Caravans from all over the state – from Southern and Northern California – converged in Sacramento for a big push against wage theft. Members of SEIU-USWW, KIWA, Car Washeros, IDEPSCA jornaleros, SEIU California, and other allies rallied with a united voice at the Capitol and in the lead up to the vote.
Up next is the State Assembly but the vote in the Senate marked a pivotal point for workers. Widespread wage violations are a symptom of a larger breakdown in the fundamentals of a fair economy, and a driver of income inequality in our nation.
Every week, workers in low-wage industries take home paychecks that fall far short of what they need to provide the basics of food and shelter for their families. Saving for college or retirement is an impossible dream.
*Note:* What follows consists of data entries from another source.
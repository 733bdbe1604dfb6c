//! `matchMedia` queries.

use browser_hooks_core::Orientation;

/// Evaluates a media query; `None` when `matchMedia` is unavailable or rejects the query.
pub fn media_matches(query: &str) -> Option<bool> {
    #[cfg(target_arch = "wasm32")]
    {
        let list = web_sys::window()?.match_media(query).ok()??;
        return Some(list.matches());
    }

    #[cfg(not(target_arch = "wasm32"))]
    {
        let _ = query;
        None
    }
}

/// Classifies the current orientation, portrait first.
pub fn current_orientation() -> Orientation {
    let portrait = media_matches(Orientation::PORTRAIT_QUERY).unwrap_or(false);
    let landscape = !portrait && media_matches(Orientation::LANDSCAPE_QUERY).unwrap_or(false);
    Orientation::from_matches(portrait, landscape)
}
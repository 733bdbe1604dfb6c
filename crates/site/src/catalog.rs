/// One showcase panel and the hooks it exercises.
#[derive(Debug, Clone, Copy, PartialEq, Eq)]
pub struct HookEntry {
    /// Value of the `panel` query parameter selecting this entry.
    pub slug: &'static str,
    /// Hooks shown on the panel.
    pub hooks: &'static str,
    pub summary: &'static str,
}

/// Query parameter holding the selected panel slug.
pub const PANEL_KEY: &str = "panel";

pub const CATALOG: &[HookEntry] = &[
    HookEntry {
        slug: "clock",
        hooks: "use_clock",
        summary: "Wall clock that pauses while the tab is hidden.",
    },
    HookEntry {
        slug: "size",
        hooks: "use_window_size, use_element_size, use_orientation",
        summary: "Viewport, element, and orientation tracking.",
    },
    HookEntry {
        slug: "debounce",
        hooks: "use_debounce",
        summary: "Trailing debounce over a text field.",
    },
    HookEntry {
        slug: "modal",
        hooks: "use_modal_state, use_outside_click",
        summary: "Dialog dismissed by a press outside it.",
    },
    HookEntry {
        slug: "query",
        hooks: "use_query_params, use_set_query_param",
        summary: "URL query state without a reload.",
    },
    HookEntry {
        slug: "remount",
        hooks: "use_remount_key",
        summary: "Subtree remounted once after a minute on screen.",
    },
];

/// Looks up a catalog entry by slug, ignoring ASCII case.
pub fn find_entry(slug: &str) -> Option<&'static HookEntry> {
    CATALOG
        .iter()
        .find(|entry| entry.slug.eq_ignore_ascii_case(slug.trim()))
}
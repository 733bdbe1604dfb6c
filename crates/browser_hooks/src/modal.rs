use leptos::{create_rw_signal, RwSignal, Signal, SignalGet, SignalSet, SignalUpdate};

#[derive(Debug, Clone, Copy, PartialEq, Eq)]
/// Open/closed state for a modal surface.
pub struct ModalState {
    open: RwSignal<bool>,
}

impl ModalState {
    /// Returns whether the modal is open, tracking the read.
    pub fn is_open(&self) -> bool {
        self.open.get()
    }

    /// Reactive view of the open flag.
    pub fn open_signal(&self) -> Signal<bool> {
        self.open.into()
    }

    /// Opens the modal.
    pub fn open(&self) {
        self.open.set(true);
    }

    /// Closes the modal.
    pub fn close(&self) {
        self.open.set(false);
    }

    /// Flips the open flag.
    pub fn toggle(&self) {
        self.open.update(|open| *open = !*open);
    }
}

/// Creates modal state starting at `initial`.
pub fn use_modal_state(initial: bool) -> ModalState {
    ModalState {
        open: create_rw_signal(initial),
    }
}

#[cfg(test)]
mod tests {
    use leptos::SignalGetUntracked;

    use super::*;

    #[test]
    fn open_close_and_toggle_update_shared_state() {
        let runtime = leptos::create_runtime();
        let modal = use_modal_state(false);
        let copy = modal;

        modal.open();
        assert!(copy.open_signal().get_untracked());
        copy.toggle();
        assert!(!modal.open_signal().get_untracked());
        modal.toggle();
        modal.close();
        assert!(!modal.open_signal().get_untracked());
        runtime.dispose();
    }
}
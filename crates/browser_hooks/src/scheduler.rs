use std::{rc::Rc, time::Duration};

use browser_hooks_core::{HookError, NoopScheduler, Scheduler, Subscription};
use browser_hooks_web::browser_available;
use leptos::{request_animation_frame_with_handle, set_timeout_with_handle};

/// Window timers and animation frames through the leptos helpers.
///
/// Cancelling a subscription clears the timeout or cancels the frame request.
#[derive(Debug, Clone, Copy, Default)]
pub(crate) struct LeptosScheduler;

impl Scheduler for LeptosScheduler {
    fn set_timeout(
        &self,
        delay: Duration,
        callback: Box<dyn FnOnce()>,
    ) -> Result<Subscription, HookError> {
        let handle = set_timeout_with_handle(callback, delay)
            .map_err(|err| HookError::Js(format!("{err:?}")))?;
        Ok(Subscription::new(move || handle.clear()))
    }

    fn request_frame(&self, callback: Box<dyn FnOnce()>) -> Result<Subscription, HookError> {
        let handle = request_animation_frame_with_handle(callback)
            .map_err(|err| HookError::Js(format!("{err:?}")))?;
        Ok(Subscription::new(move || handle.cancel()))
    }
}

/// Leptos timers when a window is reachable, otherwise a scheduler that never fires.
pub(crate) fn host_scheduler() -> Rc<dyn Scheduler> {
    if browser_available() {
        Rc::new(LeptosScheduler)
    } else {
        Rc::new(NoopScheduler)
    }
}

#[cfg(test)]
mod tests {
    use std::cell::Cell;

    use super::*;

    #[test]
    fn headless_host_schedules_nothing() {
        let scheduler = host_scheduler();
        let ran = Rc::new(Cell::new(false));
        let flag = ran.clone();
        let timer = scheduler
            .set_timeout(Duration::ZERO, Box::new(move || flag.set(true)))
            .expect("noop timer");
        let frame = scheduler.request_frame(Box::new(|| {})).expect("noop frame");

        assert!(!timer.is_active());
        assert!(!frame.is_active());
        assert!(!ran.get());
    }
}
//! Platform-neutral contracts and controllers behind the browser UI hooks.
//!
//! Every controller in this crate is driven through a small capability trait
//! ([`Scheduler`], [`DocumentEvents`], [`QueryParamBackend`]) so the same logic runs against the
//! browser adapters in `browser_hooks_web` and against the in-memory implementations here
//! ([`ManualScheduler`], [`MemoryDocument`], [`MemoryQueryBackend`]) in native tests.
//!
//! Resource ownership is carried by [`Subscription`]: each timer, listener, or observer a
//! controller acquires is released exactly once, whichever exit path runs first.
//!
//! # Example
//!
//! ```rust
//! use std::{cell::Cell, rc::Rc, time::Duration};
//!
//! use browser_hooks_core::{DebounceMode, Debouncer, ManualScheduler, Scheduler};
//!
//! let scheduler = ManualScheduler::default();
//! let seen = Rc::new(Cell::new(0_u32));
//! let sink = seen.clone();
//! let shared: Rc<dyn Scheduler> = Rc::new(scheduler.clone());
//! let debounced = Debouncer::new(
//!     shared,
//!     move |value: u32| sink.set(value),
//!     Duration::from_millis(50),
//!     DebounceMode::Trailing,
//! );
//!
//! debounced.call(1);
//! debounced.call(2);
//! scheduler.advance(Duration::from_millis(50));
//! assert_eq!(seen.get(), 2);
//! ```

#![warn(missing_docs, rustdoc::broken_intra_doc_links)]

pub mod clock;
pub mod debounce;
pub mod error;
pub mod idle;
pub mod orientation;
pub mod outside;
pub mod query;
pub mod scheduler;
pub mod size;
pub mod subscription;

pub use clock::{ClockOptions, ClockSnapshot, ClockTicker, DEFAULT_CLOCK_INTERVAL};
pub use debounce::{DebounceMode, Debouncer, DEFAULT_DEBOUNCE_DELAY};
pub use error::HookError;
pub use idle::{IdleRemount, RemountOptions, DEFAULT_REMOUNT_THRESHOLD};
pub use orientation::{
    Orientation, OrientationOptions, OrientationSettle, OrientationTracker,
    ORIENTATION_SETTLE_DELAY,
};
pub use outside::{
    is_outside, ContainsNode, DocumentEvents, DocumentListener, MemoryDocument,
    NoopDocumentEvents, OutsideClickConfig, OutsideInteraction, DEFAULT_OUTSIDE_EVENT,
};
pub use query::{
    read_query_params, render_search, select_query_params, update_query_param,
    write_query_param, MemoryQueryBackend, QueryParamBackend, QueryParams,
};
pub use scheduler::{ManualScheduler, NoopScheduler, Scheduler};
pub use size::{is_below_breakpoint, BoxMetrics, Size, SizeTracker, MOBILE_BREAKPOINT_PX};
pub use subscription::Subscription;
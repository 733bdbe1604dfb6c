//! Browser (`wasm32`) implementations of the [`browser_hooks_core`] capability contracts.
//!
//! This crate is the concrete wiring layer between the hook controllers and `web-sys`: document
//! listeners, element measurement, `ResizeObserver`, `matchMedia`, and the `location`/`history`
//! query backend. Non-wasm builds compile every adapter to an inert fallback so server-side and
//! native test builds never touch a DOM.

#![warn(missing_docs, rustdoc::broken_intra_doc_links)]

/// Compile-time host-strategy selection and adapter factories for hook wiring.
pub mod adapters;
pub mod events;
pub mod measure;
pub mod media;
pub mod query;

pub use adapters::{
    browser_available, document_events, host_strategy_name, query_backend,
    selected_host_strategy, DocumentEventsAdapter, HostStrategy, QueryBackendAdapter,
};
pub use events::{document_visible, listen_visibility, DomNode, WebDocumentEvents};
pub use measure::{
    element_metrics, observe_element_resize, resize_observer_supported, viewport_size,
};
pub use media::{current_orientation, media_matches};
pub use query::WebQueryBackend;

#[cfg(target_arch = "wasm32")]
pub(crate) fn js_error(err: wasm_bindgen::JsValue) -> browser_hooks_core::HookError {
    browser_hooks_core::HookError::Js(format!("{err:?}"))
}
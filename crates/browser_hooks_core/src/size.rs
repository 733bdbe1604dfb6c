//! Viewport/element size tracking with per-frame coalescing.

use std::{
    cell::{Cell, RefCell},
    fmt,
    rc::Rc,
};

use serde::{Deserialize, Serialize};

use crate::{Scheduler, Subscription};

/// Width threshold below which a layout counts as mobile.
pub const MOBILE_BREAKPOINT_PX: u32 = 768;

#[derive(Debug, Clone, Copy, PartialEq, Eq, Default, Hash, Serialize, Deserialize)]
/// Width/height pair in CSS pixels. `(0, 0)` means "not measured yet".
pub struct Size {
    /// Width in CSS pixels.
    pub width: u32,
    /// Height in CSS pixels.
    pub height: u32,
}

impl Size {
    /// The unmeasured size.
    pub const ZERO: Self = Self::new(0, 0);

    /// Creates a size from integer CSS pixels.
    pub const fn new(width: u32, height: u32) -> Self {
        Self { width, height }
    }

    /// Converts fractional CSS pixels, rounding and clamping negatives to zero.
    pub fn from_css_pixels(width: f64, height: f64) -> Self {
        fn px(value: f64) -> u32 {
            if value.is_finite() {
                value.round().clamp(0.0, u32::MAX as f64) as u32
            } else {
                0
            }
        }
        Self::new(px(width), px(height))
    }

    /// Returns whether either dimension has been measured.
    pub const fn is_measured(self) -> bool {
        self.width > 0 || self.height > 0
    }
}

impl From<(u32, u32)> for Size {
    fn from((width, height): (u32, u32)) -> Self {
        Self::new(width, height)
    }
}

impl From<Size> for (u32, u32) {
    fn from(size: Size) -> Self {
        (size.width, size.height)
    }
}

#[derive(Debug, Clone, Copy, PartialEq, Eq, Default)]
/// Raw box dimensions read from an element.
pub struct BoxMetrics {
    /// Layout box width (`offsetWidth`).
    pub offset_width: i32,
    /// Layout box height (`offsetHeight`).
    pub offset_height: i32,
    /// Content box width (`clientWidth`).
    pub client_width: i32,
    /// Content box height (`clientHeight`).
    pub client_height: i32,
}

impl BoxMetrics {
    /// Returns the larger of the layout and content boxes on each axis.
    pub fn size(self) -> Size {
        let width = self.offset_width.max(self.client_width).max(0);
        let height = self.offset_height.max(self.client_height).max(0);
        Size::new(width as u32, height as u32)
    }
}

/// Returns `true` iff `width` is measured (non-zero) and strictly below `threshold`.
pub const fn is_below_breakpoint(width: u32, threshold: u32) -> bool {
    width > 0 && width < threshold
}

struct SizeInner {
    scheduler: Rc<dyn Scheduler>,
    measure: Box<dyn Fn() -> Option<Size>>,
    size: Cell<Size>,
    frame: RefCell<Option<Subscription>>,
    on_change: RefCell<Option<Rc<dyn Fn(Size)>>>,
    disposed: Cell<bool>,
}

impl SizeInner {
    fn apply(&self) {
        if self.disposed.get() {
            return;
        }
        let Some(next) = (self.measure)() else {
            return;
        };
        if next == self.size.replace(next) {
            return;
        }
        let notify = self.on_change.borrow().clone();
        if let Some(notify) = notify {
            notify(next);
        }
    }
}

/// Holds the latest measured size and coalesces measurement requests into one per frame.
pub struct SizeTracker {
    inner: Rc<SizeInner>,
}

impl SizeTracker {
    /// Creates a tracker starting at `initial`; `measure` returns `None` while the measured
    /// surface is missing.
    pub fn new(
        scheduler: Rc<dyn Scheduler>,
        initial: Size,
        measure: impl Fn() -> Option<Size> + 'static,
    ) -> Self {
        Self {
            inner: Rc::new(SizeInner {
                scheduler,
                measure: Box::new(measure),
                size: Cell::new(initial),
                frame: RefCell::new(None),
                on_change: RefCell::new(None),
                disposed: Cell::new(false),
            }),
        }
    }

    /// Returns the last measured size.
    pub fn size(&self) -> Size {
        self.inner.size.get()
    }

    /// Registers the listener notified whenever the measured size changes.
    pub fn on_change(&self, notify: impl Fn(Size) + 'static) {
        *self.inner.on_change.borrow_mut() = Some(Rc::new(notify));
    }

    /// Returns whether a measurement is waiting for the next frame.
    pub fn is_pending(&self) -> bool {
        self.inner.frame.borrow().is_some()
    }

    /// Schedules a measurement on the next frame unless one is already pending.
    pub fn request_measure(&self) {
        let inner = &self.inner;
        if inner.disposed.get() || inner.frame.borrow().is_some() {
            return;
        }
        let weak = Rc::downgrade(inner);
        let frame = inner.scheduler.request_frame(Box::new(move || {
            let Some(inner) = weak.upgrade() else {
                return;
            };
            if let Some(fired) = inner.frame.borrow_mut().take() {
                fired.release();
            }
            inner.apply();
        }));
        *inner.frame.borrow_mut() = frame.ok();
    }

    /// Measures synchronously, bypassing frame coalescing.
    pub fn measure_now(&self) {
        self.inner.apply();
    }

    /// Cancels any pending frame and stops further updates. Safe to repeat.
    pub fn dispose(&self) {
        self.inner.disposed.set(true);
        let frame = self.inner.frame.borrow_mut().take();
        drop(frame);
    }
}

impl Clone for SizeTracker {
    fn clone(&self) -> Self {
        Self {
            inner: self.inner.clone(),
        }
    }
}

impl fmt::Debug for SizeTracker {
    fn fmt(&self, f: &mut fmt::Formatter<'_>) -> fmt::Result {
        f.debug_struct("SizeTracker")
            .field("size", &self.size())
            .field("pending", &self.is_pending())
            .finish()
    }
}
To make matters worse, the vast majority (83%) of workers who win their wage theft cases never see a dime.
A report U.S. Labor Secretary Perez released late last year found that there are nearly 400,000 minimum wage violations in California every week. Raising the wage is one challenge – but enforcing it is another challenge, perhaps even a bigger challenge.
But we can begin to address this problem with Senate Bill 588 that targets deadbeat employers to make sure they won’t steal wages from workers again.
SB588 empowers the Labor Commissioner with better tools to go after repeat offenders and helps workers collect unpaid judgments in three ways:
(1) IT TARGETS DEADBEAT EMPLOYERS.
(2.) SB 588 REDUCES ABUSE OF OUR CORPORATE LAWS extending individual accountability.
(3) SB 588 empowers the labor commissioner to improve collections of stolen wages.
Our coalition has been leading in the Fight for 15 campaign, which has already sparked minimum wage increases for over 80 million Americans. Just very recently, we were able to secure a historic vote in Los Angeles to raise the minimum wage to $15 an hour, which will lift 700,000 Angelenos out of poverty!
But we have to make sure that we put real teeth in California’s labor laws to keep deadbeat employers accountable!
We have to keep telling our stories, and keep up the pressure for action.
Up next, on the week of June 15 working people will march against wage theft on Justice for Janitors Day.